Among the entries, find each line that includes the string "repository" and list it.

----------------------------------------

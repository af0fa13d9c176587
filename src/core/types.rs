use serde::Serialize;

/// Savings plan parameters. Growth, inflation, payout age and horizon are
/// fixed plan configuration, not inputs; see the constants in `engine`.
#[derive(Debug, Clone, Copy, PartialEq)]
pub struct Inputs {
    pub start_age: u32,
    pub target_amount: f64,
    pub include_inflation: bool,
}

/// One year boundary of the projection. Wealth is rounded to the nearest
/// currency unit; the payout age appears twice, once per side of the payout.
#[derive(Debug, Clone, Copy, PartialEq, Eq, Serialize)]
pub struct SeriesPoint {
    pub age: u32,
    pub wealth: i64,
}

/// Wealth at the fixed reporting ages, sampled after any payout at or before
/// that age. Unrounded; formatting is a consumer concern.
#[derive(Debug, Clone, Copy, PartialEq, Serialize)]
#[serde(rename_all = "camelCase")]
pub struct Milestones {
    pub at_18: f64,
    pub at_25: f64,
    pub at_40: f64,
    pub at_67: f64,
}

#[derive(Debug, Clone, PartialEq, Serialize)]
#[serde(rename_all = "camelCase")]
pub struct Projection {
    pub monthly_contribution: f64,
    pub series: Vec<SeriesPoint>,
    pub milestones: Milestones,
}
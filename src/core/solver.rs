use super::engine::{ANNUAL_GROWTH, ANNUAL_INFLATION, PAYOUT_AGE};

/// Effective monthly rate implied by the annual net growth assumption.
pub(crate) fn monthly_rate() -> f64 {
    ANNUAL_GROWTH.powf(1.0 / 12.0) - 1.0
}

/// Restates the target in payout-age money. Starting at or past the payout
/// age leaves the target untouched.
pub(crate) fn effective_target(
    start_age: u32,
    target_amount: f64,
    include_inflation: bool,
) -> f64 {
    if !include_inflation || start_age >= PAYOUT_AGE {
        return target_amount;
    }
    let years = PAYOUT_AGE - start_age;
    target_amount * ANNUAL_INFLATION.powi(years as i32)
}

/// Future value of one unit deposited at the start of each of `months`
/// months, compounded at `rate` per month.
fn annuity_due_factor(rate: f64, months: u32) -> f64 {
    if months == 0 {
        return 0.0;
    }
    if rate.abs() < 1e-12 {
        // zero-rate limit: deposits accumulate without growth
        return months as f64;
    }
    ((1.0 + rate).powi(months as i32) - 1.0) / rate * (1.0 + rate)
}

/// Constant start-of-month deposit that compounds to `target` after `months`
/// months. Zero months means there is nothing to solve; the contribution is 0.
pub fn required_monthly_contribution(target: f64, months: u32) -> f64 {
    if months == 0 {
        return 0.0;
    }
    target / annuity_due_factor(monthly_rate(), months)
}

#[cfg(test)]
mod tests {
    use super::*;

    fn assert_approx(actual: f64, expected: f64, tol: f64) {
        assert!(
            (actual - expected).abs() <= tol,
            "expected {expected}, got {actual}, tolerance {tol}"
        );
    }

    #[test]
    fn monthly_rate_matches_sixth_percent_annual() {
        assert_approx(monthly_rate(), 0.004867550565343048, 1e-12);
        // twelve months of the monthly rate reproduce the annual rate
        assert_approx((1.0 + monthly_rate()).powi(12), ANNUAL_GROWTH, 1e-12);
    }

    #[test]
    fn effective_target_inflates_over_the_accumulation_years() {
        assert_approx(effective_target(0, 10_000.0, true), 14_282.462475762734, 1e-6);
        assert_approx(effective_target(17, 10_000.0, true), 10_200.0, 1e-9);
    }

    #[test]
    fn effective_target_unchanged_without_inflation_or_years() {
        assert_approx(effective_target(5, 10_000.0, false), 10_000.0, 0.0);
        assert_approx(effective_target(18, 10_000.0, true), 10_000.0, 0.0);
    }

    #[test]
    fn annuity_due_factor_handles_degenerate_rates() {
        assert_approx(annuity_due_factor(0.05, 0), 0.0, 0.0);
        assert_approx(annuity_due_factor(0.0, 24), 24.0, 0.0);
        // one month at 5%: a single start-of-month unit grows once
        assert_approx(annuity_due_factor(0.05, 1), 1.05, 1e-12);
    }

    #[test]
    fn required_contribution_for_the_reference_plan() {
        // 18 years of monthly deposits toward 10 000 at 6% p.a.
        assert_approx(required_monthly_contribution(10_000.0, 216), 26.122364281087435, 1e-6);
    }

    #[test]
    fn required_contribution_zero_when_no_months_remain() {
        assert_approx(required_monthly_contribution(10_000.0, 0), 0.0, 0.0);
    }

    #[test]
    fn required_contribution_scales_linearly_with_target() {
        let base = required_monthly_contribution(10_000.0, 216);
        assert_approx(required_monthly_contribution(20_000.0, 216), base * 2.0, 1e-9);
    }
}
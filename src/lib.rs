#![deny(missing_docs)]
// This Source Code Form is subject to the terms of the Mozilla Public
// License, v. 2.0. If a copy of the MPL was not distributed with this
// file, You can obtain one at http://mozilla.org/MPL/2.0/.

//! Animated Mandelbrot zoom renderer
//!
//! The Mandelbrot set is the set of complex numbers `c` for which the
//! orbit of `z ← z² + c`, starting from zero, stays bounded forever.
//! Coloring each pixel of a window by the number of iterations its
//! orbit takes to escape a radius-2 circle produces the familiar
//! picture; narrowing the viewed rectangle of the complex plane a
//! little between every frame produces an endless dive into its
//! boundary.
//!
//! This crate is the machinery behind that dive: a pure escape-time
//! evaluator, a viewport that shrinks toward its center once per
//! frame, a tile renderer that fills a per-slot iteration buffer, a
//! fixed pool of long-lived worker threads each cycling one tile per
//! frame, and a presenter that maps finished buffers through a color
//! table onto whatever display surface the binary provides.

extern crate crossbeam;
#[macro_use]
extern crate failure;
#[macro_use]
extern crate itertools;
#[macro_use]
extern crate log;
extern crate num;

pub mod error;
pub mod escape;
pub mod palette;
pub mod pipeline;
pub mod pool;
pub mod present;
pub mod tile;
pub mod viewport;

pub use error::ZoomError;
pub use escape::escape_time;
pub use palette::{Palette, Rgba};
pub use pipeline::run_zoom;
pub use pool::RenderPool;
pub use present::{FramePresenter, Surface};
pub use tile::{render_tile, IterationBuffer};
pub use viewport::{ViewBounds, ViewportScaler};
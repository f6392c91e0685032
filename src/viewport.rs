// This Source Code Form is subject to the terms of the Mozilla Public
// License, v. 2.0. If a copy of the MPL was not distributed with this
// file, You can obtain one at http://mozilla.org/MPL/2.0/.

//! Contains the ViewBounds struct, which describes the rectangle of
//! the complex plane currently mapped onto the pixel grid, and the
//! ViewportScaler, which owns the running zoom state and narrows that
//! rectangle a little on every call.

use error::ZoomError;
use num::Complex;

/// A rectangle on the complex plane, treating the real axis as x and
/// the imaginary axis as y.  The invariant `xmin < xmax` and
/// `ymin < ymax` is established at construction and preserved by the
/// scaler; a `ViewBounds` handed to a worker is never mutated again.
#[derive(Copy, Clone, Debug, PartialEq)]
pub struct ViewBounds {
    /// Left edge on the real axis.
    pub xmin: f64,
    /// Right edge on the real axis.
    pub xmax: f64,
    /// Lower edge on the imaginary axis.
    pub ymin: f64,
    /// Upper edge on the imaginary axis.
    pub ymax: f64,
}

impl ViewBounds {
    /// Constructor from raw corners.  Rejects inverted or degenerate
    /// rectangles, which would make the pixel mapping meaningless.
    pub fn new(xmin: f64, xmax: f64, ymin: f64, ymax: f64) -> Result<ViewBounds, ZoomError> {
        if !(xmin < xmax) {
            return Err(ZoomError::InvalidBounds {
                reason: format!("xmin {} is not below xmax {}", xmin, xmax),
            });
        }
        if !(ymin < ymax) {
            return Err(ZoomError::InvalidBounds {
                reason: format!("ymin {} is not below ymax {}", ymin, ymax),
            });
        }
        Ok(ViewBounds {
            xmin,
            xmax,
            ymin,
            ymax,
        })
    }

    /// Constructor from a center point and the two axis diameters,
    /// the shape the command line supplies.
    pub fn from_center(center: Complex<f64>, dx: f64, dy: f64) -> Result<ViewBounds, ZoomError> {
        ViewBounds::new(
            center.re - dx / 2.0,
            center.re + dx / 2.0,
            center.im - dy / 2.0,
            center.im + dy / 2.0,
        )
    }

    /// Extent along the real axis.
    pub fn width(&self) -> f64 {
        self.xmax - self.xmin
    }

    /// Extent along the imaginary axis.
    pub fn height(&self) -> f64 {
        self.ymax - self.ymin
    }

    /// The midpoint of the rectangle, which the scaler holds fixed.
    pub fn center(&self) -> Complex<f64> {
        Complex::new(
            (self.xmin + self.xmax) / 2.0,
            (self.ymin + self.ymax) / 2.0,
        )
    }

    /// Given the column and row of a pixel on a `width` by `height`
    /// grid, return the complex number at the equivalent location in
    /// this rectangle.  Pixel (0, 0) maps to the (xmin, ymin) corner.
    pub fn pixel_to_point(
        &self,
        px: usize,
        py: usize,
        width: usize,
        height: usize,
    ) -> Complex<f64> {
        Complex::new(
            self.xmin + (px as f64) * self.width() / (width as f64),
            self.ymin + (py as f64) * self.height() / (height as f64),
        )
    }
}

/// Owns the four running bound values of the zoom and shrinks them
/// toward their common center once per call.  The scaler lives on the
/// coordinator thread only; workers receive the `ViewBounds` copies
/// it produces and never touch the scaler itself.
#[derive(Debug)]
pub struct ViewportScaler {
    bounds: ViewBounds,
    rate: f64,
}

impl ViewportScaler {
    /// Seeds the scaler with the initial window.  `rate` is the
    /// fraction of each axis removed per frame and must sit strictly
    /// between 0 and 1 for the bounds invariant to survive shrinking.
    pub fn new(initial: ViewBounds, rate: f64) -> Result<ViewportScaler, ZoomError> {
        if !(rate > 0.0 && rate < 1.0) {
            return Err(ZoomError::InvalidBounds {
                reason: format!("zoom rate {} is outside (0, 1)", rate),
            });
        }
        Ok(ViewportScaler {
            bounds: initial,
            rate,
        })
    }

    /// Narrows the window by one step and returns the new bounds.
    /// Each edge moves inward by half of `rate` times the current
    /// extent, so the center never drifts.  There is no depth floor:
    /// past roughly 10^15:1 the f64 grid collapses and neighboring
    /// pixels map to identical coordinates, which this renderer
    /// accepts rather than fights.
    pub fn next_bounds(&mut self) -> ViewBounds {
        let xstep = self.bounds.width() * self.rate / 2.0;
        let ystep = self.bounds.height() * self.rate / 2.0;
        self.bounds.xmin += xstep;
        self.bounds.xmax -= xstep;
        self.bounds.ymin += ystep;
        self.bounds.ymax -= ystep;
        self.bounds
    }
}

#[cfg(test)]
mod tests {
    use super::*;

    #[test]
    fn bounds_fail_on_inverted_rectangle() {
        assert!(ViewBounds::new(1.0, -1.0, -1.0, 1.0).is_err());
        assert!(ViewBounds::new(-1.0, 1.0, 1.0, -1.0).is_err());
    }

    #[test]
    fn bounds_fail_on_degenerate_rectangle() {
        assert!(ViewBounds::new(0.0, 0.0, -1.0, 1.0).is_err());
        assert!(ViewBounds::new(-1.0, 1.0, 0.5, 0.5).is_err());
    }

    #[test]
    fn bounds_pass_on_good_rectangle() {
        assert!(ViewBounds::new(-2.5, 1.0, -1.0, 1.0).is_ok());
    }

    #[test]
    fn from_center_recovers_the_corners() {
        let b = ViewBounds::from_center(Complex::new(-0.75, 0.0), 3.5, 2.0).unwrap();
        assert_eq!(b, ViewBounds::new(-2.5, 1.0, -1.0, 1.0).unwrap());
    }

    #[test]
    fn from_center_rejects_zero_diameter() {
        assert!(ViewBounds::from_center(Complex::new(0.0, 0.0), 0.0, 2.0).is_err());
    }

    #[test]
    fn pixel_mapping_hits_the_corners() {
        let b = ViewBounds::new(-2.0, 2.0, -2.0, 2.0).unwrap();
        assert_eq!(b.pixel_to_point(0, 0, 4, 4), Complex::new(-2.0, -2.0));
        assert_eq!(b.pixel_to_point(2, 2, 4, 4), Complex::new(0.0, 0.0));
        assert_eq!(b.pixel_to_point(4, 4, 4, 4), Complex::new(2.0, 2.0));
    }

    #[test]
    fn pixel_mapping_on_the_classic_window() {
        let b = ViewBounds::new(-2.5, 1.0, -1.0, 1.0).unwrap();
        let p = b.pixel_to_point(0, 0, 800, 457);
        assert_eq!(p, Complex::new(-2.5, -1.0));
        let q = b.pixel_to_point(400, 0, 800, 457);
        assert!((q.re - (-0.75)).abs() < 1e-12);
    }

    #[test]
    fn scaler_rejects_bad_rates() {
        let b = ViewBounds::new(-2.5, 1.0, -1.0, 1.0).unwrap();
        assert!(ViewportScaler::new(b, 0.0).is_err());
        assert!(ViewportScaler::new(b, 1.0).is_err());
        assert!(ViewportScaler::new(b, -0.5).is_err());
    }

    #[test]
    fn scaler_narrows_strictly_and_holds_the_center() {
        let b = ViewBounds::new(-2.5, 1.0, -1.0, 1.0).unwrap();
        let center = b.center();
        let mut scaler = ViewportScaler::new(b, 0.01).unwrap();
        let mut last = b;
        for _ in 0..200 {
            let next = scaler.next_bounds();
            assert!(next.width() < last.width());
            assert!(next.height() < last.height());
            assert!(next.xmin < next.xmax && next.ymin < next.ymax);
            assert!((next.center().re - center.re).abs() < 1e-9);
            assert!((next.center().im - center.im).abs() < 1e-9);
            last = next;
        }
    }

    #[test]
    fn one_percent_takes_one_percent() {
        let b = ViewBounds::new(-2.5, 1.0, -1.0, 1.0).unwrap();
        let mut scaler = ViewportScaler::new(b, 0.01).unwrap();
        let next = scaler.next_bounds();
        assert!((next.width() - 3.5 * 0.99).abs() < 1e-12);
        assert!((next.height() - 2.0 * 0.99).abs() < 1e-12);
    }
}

----------------------------------------

# Answer section:
repository af0fa13d9c176587
repository f6392c91e0685032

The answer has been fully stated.